Role of DNA methylation in imprinting disorders: an updated review

Abstract

Genomic imprinting is a complex epigenetic process that contributes substantially to embryogenesis, reproduction, and gametogenesis. Only small fraction of genes within the whole genome undergoes imprinting. Imprinted genes are expressed in a monoallelic parent-of-origin-specific manner, which means that only one of the two inherited alleles is expressed either from the paternal or maternal side.

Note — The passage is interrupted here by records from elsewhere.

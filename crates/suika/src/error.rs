use physics::PhysicsError;
use thiserror::Error;

use crate::config::ConfigError;

#[derive(Error, Debug)]
pub enum EnvError {
    #[error(transparent)]
    Config(#[from] ConfigError),
    #[error("invalid action: {0}")]
    InvalidAction(String),
    #[error("environment must be reset before use")]
    NeedsReset,
    #[error("physics failure: {0}")]
    Physics(#[from] PhysicsError),
}
use physics::collision::{SpatialGrid, MAX_GRID_CELLS};
use physics::{BoundingBox, Particle, ParticleId, Vec2};

fn particle(index: u64, x: f32, y: f32) -> Particle {
    Particle {
        id: ParticleId(index),
        kind: 0,
        pos: Vec2::new(x, y),
        vel: Vec2::ZERO,
        radius: 5.0,
        mass: 1.0,
        alive: true,
        has_collided: false,
    }
}

fn grid() -> SpatialGrid {
    SpatialGrid::new(
        20.0,
        BoundingBox {
            min: Vec2::ZERO,
            max: Vec2::new(200.0, 200.0),
        },
    )
    .expect("small grid")
}

#[test]
fn test_spatial_grid_basic() {
    let mut grid = grid();
    let particles = vec![
        particle(0, 50.0, 50.0),
        particle(1, 58.0, 50.0),
        particle(2, 180.0, 180.0),
    ];
    grid.update(&particles);

    let pairs = grid.potential_pairs();
    assert!(pairs.contains(&(0, 1)), "close particles should pair up");
    assert!(
        !pairs.iter().any(|&(i, j)| i == 2 || j == 2),
        "far particle should not pair"
    );
}

#[test]
fn out_of_bounds_particles_land_in_border_cells() {
    let mut grid = grid();
    let particles = vec![particle(0, -30.0, -30.0), particle(1, -28.0, -31.0)];
    grid.update(&particles);
    assert_eq!(grid.potential_pairs(), vec![(0, 1)]);
}

#[test]
fn dead_particles_are_skipped() {
    let mut grid = grid();
    let mut particles = vec![particle(0, 50.0, 50.0), particle(1, 52.0, 50.0)];
    particles[1].alive = false;
    grid.update(&particles);
    assert!(grid.potential_pairs().is_empty());
    let stats = grid.stats();
    assert_eq!(stats.total_entries, 1);
    assert_eq!(stats.occupied_cells, 1);
}

#[test]
fn oversized_grid_is_rejected() {
    let huge = BoundingBox {
        min: Vec2::ZERO,
        max: Vec2::new(1e15, 1e15),
    };
    assert!(SpatialGrid::new(20.0, huge).is_err());

    let side = 20.0 * (MAX_GRID_CELLS as f32).sqrt();
    let limit = BoundingBox {
        min: Vec2::ZERO,
        max: Vec2::new(side, side),
    };
    assert_eq!(SpatialGrid::new(20.0, limit).map(|g| g.cells.len()).ok(), Some(MAX_GRID_CELLS));

    let nan = BoundingBox {
        min: Vec2::ZERO,
        max: Vec2::new(f32::NAN, 10.0),
    };
    assert!(SpatialGrid::new(20.0, nan).is_err());
}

Imprinted genes are typically arranged in clusters controlled by differentially methylated regions or imprinting control regions. Any defect or relaxation in imprinting process can cause loss of imprinting in the key imprinted loci. Loss of imprinting in most cases has a harmful effect on fetal development and can result in neurological, developmental, and metabolic disorders. Since DNA methylation and histone modifications play a key role in the process of imprinting. This review focuses on the role of DNA methylation in imprinting process and describes DNA methylation aberrations in different imprinting disorders.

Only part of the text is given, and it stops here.